Louise Derman-Sparks and Carol Brunson Phillips" Teaching/Learning Antiracism offers a curious glimpse into a course aimed at fighting racism. The co-authors provide the reader with an approach to combating racism in the classroom -- with theoretical background as well as practical strategies for achieving this end. While I was initially confused about how this text might relate to a course on special education, it soon became clear that racism, like ADD and LD, imposes a severe limitation on the ability of many students to learn in a typical classroom.

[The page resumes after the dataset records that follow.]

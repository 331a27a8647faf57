//! # evofold
//!
//! Exact and decoy-based folding of lattice proteins: a sequence of monomer
//! types is scored on every maximally compact self-avoiding walk of its length,
//! and the lowest-energy walk is reported together with its Boltzmann
//! probability and folding free energy.
//!
//! ## Architectural Philosophy
//!
//! The library keeps the three-layer split of its sibling projects.
//!
//! - **[`core`]: The Foundation.** Stateless models: lattice geometry, compact
//!   box shapes, sequences, contacts, conformations, contact energy tables and
//!   decoy sets, plus their file loaders.
//!
//! - **[`engine`]: The Logic Core.** Folder configuration, the per-length
//!   conformation cache with its exhaustive enumeration, and the reduction of
//!   energies to stability and free energy.
//!
//! - **[`workflows`]: The Public API.** The `Fold` trait with the exact and
//!   decoy folders, batch folding and neutrality analysis.
//!
//! ## Example
//!
//! ```
//! use evofold::core::energy::table::EnergyTable;
//! use evofold::core::models::sequence::Sequence;
//! use evofold::engine::config::FolderConfig;
//! use evofold::workflows::fold::{Fold, LatticeFolder};
//!
//! let table = EnergyTable::from_matrix(&[vec![-1.0, 0.0], vec![0.0, 0.0]])?;
//! let config = FolderConfig::builder()
//!     .dimensionality(2)
//!     .max_length(16)
//!     .energy_table(table)
//!     .temperature(1.0)
//!     .build()?;
//! let folder = LatticeFolder::new(config)?;
//!
//! let result = folder.fold(&Sequence::from_codes(&[0, 1, 1, 0, 1, 0]))?;
//! assert_eq!(result.energy, -2.0);
//! assert!(result.stability > 0.0 && result.stability <= 1.0);
//! # Ok::<(), Box<dyn std::error::Error>>(())
//! ```

pub mod core;
pub mod engine;
pub mod workflows;
//! # Lattice Module
//!
//! Geometry of the square (2D) and simple cubic (3D) lattices on which chains are
//! embedded, together with the compact box shapes that a chain of a given length
//! fills completely.
//!
//! - [`geometry`] - Sites, unit offsets and the adjacency predicate
//! - [`shape`] - Compact boxes, linear site indexing and box symmetries

pub mod geometry;
pub mod shape;
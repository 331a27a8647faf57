//! Error reporting shared by the file loaders.
//!
//! The folding core only consumes in-memory energy tables, decoy sets and
//! settings. Loading them from disk is a convenience layer, and every loader
//! reports failures through [`error::LoadError`] with the offending path attached.

pub mod error;
use super::config::ConfigError;
use crate::core::energy::contact::ContactEnergyError;
use crate::core::energy::table::EnergyTableError;
use thiserror::Error;

#[derive(Debug, Error, Clone, PartialEq, Eq)]
pub enum CapacityError {
    #[error("Chain length {length} exceeds the enumeration ceiling of {max_length}")]
    ExceedsCeiling { length: usize, max_length: usize },

    #[error("Chain length {length} does not fill a compact box on a {dimensionality}D lattice")]
    NonCompact {
        length: usize,
        dimensionality: usize,
    },

    #[error("Chain length {length} does not match the decoy set length {expected}")]
    LengthMismatch { length: usize, expected: usize },
}

/// Why a fold failed. A fold never returns partial results.
///
/// `Capacity` and `Configuration` describe caller input. `Invariant` means the
/// conformation set or energy table itself is broken; retrying cannot help.
#[derive(Debug, Error, Clone, PartialEq)]
pub enum FoldError {
    #[error("Unsupported chain length: {0}")]
    Capacity(#[from] CapacityError),

    #[error("Invalid folder configuration: {0}")]
    Configuration(#[from] ConfigError),

    #[error("Internal invariant violated: {0}")]
    Invariant(String),
}

impl From<EnergyTableError> for FoldError {
    fn from(source: EnergyTableError) -> Self {
        Self::Configuration(ConfigError::EnergyTable(source))
    }
}

impl From<ContactEnergyError> for FoldError {
    fn from(source: ContactEnergyError) -> Self {
        Self::Invariant(format!("contact scoring failed: {source}"))
    }
}
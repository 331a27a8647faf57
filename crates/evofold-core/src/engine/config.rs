use crate::core::decoys::DecoyError;
use crate::core::energy::table::{EnergyTable, EnergyTableError};
use crate::core::io::error::LoadError;
use crate::core::lattice::geometry::{LatticeError, LatticeGeometry};
use serde::Deserialize;
use std::fmt;
use std::path::Path;
use std::sync::Arc;
use thiserror::Error;

pub const DEFAULT_DIMENSIONALITY: usize = 2;
pub const DEFAULT_MAX_LENGTH: usize = 25;
pub const DEFAULT_TEMPERATURE: f64 = 0.6;

#[derive(Debug, Error, Clone, PartialEq)]
pub enum ConfigError {
    #[error("Missing required parameter: {0}")]
    MissingParameter(&'static str),

    #[error("Temperature must be a positive, finite number, got {0}")]
    NonPositiveTemperature(f64),

    #[error("Log conformation count must be finite, got {0}")]
    InvalidLogConformations(f64),

    #[error(transparent)]
    Lattice(#[from] LatticeError),

    #[error("Energy table error: {0}")]
    EnergyTable(#[from] EnergyTableError),

    #[error("Decoy set error: {0}")]
    Decoys(#[from] DecoyError),
}

/// Which conformation set a fold is evaluated on. Results of the two modes are
/// not numerically comparable.
#[derive(Debug, Clone, Copy, PartialEq, Eq, Hash, Default, Deserialize)]
#[serde(rename_all = "lowercase")]
pub enum FoldMode {
    #[default]
    Exact,
    Decoy,
}

impl fmt::Display for FoldMode {
    fn fmt(&self, f: &mut fmt::Formatter<'_>) -> fmt::Result {
        match self {
            FoldMode::Exact => write!(f, "exact"),
            FoldMode::Decoy => write!(f, "decoy"),
        }
    }
}

#[derive(Debug, Clone, PartialEq)]
pub struct FolderConfig {
    pub dimensionality: usize,
    pub max_length: usize,
    pub energy_table: Arc<EnergyTable>,
    pub temperature: f64,
    pub mode: FoldMode,
    /// Natural log of the size of the full conformational space that a decoy
    /// set stands in for. Enables the random-energy-model free energy in
    /// decoy folds.
    pub log_num_conformations: Option<f64>,
}

impl FolderConfig {
    pub fn builder() -> FolderConfigBuilder {
        FolderConfigBuilder::new()
    }

    pub fn geometry(&self) -> Result<LatticeGeometry, ConfigError> {
        Ok(LatticeGeometry::new(self.dimensionality)?)
    }

    /// Re-checks the fields the builder validates. The fields are public, so
    /// folders call this again on construction.
    pub fn validate(&self) -> Result<(), ConfigError> {
        self.geometry()?;
        validate_temperature(self.temperature)?;
        validate_log_num_conformations(self.log_num_conformations)
    }

    /// The same configuration at another temperature.
    pub fn with_temperature(&self, temperature: f64) -> Result<Self, ConfigError> {
        validate_temperature(temperature)?;
        Ok(Self {
            temperature,
            ..self.clone()
        })
    }
}

#[derive(Default)]
pub struct FolderConfigBuilder {
    dimensionality: Option<usize>,
    max_length: Option<usize>,
    energy_table: Option<Arc<EnergyTable>>,
    temperature: Option<f64>,
    mode: Option<FoldMode>,
    log_num_conformations: Option<f64>,
}

impl FolderConfigBuilder {
    pub fn new() -> Self {
        Self::default()
    }

    pub fn dimensionality(mut self, dimensionality: usize) -> Self {
        self.dimensionality = Some(dimensionality);
        self
    }
    pub fn max_length(mut self, max_length: usize) -> Self {
        self.max_length = Some(max_length);
        self
    }
    pub fn energy_table(mut self, table: impl Into<Arc<EnergyTable>>) -> Self {
        self.energy_table = Some(table.into());
        self
    }
    pub fn temperature(mut self, temperature: f64) -> Self {
        self.temperature = Some(temperature);
        self
    }
    pub fn mode(mut self, mode: FoldMode) -> Self {
        self.mode = Some(mode);
        self
    }
    pub fn log_num_conformations(mut self, log_num_conformations: f64) -> Self {
        self.log_num_conformations = Some(log_num_conformations);
        self
    }

    pub fn build(self) -> Result<FolderConfig, ConfigError> {
        let dimensionality = self
            .dimensionality
            .ok_or(ConfigError::MissingParameter("dimensionality"))?;
        LatticeGeometry::new(dimensionality)?;

        let temperature = self
            .temperature
            .ok_or(ConfigError::MissingParameter("temperature"))?;
        validate_temperature(temperature)?;

        validate_log_num_conformations(self.log_num_conformations)?;

        Ok(FolderConfig {
            dimensionality,
            max_length: self
                .max_length
                .ok_or(ConfigError::MissingParameter("max_length"))?,
            energy_table: self
                .energy_table
                .ok_or(ConfigError::MissingParameter("energy_table"))?,
            temperature,
            mode: self.mode.unwrap_or_default(),
            log_num_conformations: self.log_num_conformations,
        })
    }
}

pub(crate) fn validate_temperature(temperature: f64) -> Result<(), ConfigError> {
    if temperature.is_finite() && temperature > 0.0 {
        Ok(())
    } else {
        Err(ConfigError::NonPositiveTemperature(temperature))
    }
}

pub(crate) fn validate_log_num_conformations(value: Option<f64>) -> Result<(), ConfigError> {
    match value {
        Some(value) if !value.is_finite() => Err(ConfigError::InvalidLogConformations(value)),
        _ => Ok(()),
    }
}

/// Scalar folder settings as read from a TOML file. The energy table is
/// supplied separately.
///
/// ```toml
/// dimensionality = 2
/// max_length = 25
/// temperature = 0.6
/// mode = "exact"
/// ```
#[derive(Debug, Clone, PartialEq, Deserialize)]
#[serde(default, deny_unknown_fields)]
pub struct FolderSettings {
    pub dimensionality: usize,
    pub max_length: usize,
    pub temperature: f64,
    pub mode: FoldMode,
    pub log_num_conformations: Option<f64>,
}

impl Default for FolderSettings {
    fn default() -> Self {
        Self {
            dimensionality: DEFAULT_DIMENSIONALITY,
            max_length: DEFAULT_MAX_LENGTH,
            temperature: DEFAULT_TEMPERATURE,
            mode: FoldMode::Exact,
            log_num_conformations: None,
        }
    }
}

impl FolderSettings {
    pub fn load(path: &Path) -> Result<Self, LoadError> {
        let content = std::fs::read_to_string(path).map_err(|e| LoadError::io(path, e))?;
        toml::from_str(&content).map_err(|e| LoadError::Toml {
            path: path.to_string_lossy().to_string(),
            source: e,
        })
    }

    pub fn into_builder(self) -> FolderConfigBuilder {
        let builder = FolderConfigBuilder::new()
            .dimensionality(self.dimensionality)
            .max_length(self.max_length)
            .temperature(self.temperature)
            .mode(self.mode);
        match self.log_num_conformations {
            Some(value) => builder.log_num_conformations(value),
            None => builder,
        }
    }
}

The text begins with a startling, yet quite appropriate, theoretical stance towards the problem of racism. Later, this theory is used to justify the pedagogical approach of these two teachers in their actual classroom. Much of the theory used in the beginning of this text is reminiscent of a classic text on racism called The Nature of Prejudice, written some fifty years ago. The authors clearly lay out some of the evidence indicating that we still live in a racist society. They also account for the rationalizations behind racism and the historical basis for many of the modern forms of racism that continue to persist. One of the statements that really struck me was in regard to the field of psychology and its response to this issue: while denial, delusions, projection, phobias, and distortion are all scientifically recognized psychological disorders - and all aspects of racism -- racist behavior is still not recognized as a mental illness.
This text also makes it clear that the issue of racism is as damaging to the oppressed as it is to the oppressors. It is interesting to me that we have a number of clinically recognized "special needs" which demand accommodations of various kinds in the classroom. Each of these needs is to some extent recognized by the general public as legitimate, while at the same time is viewed with suspicion by others.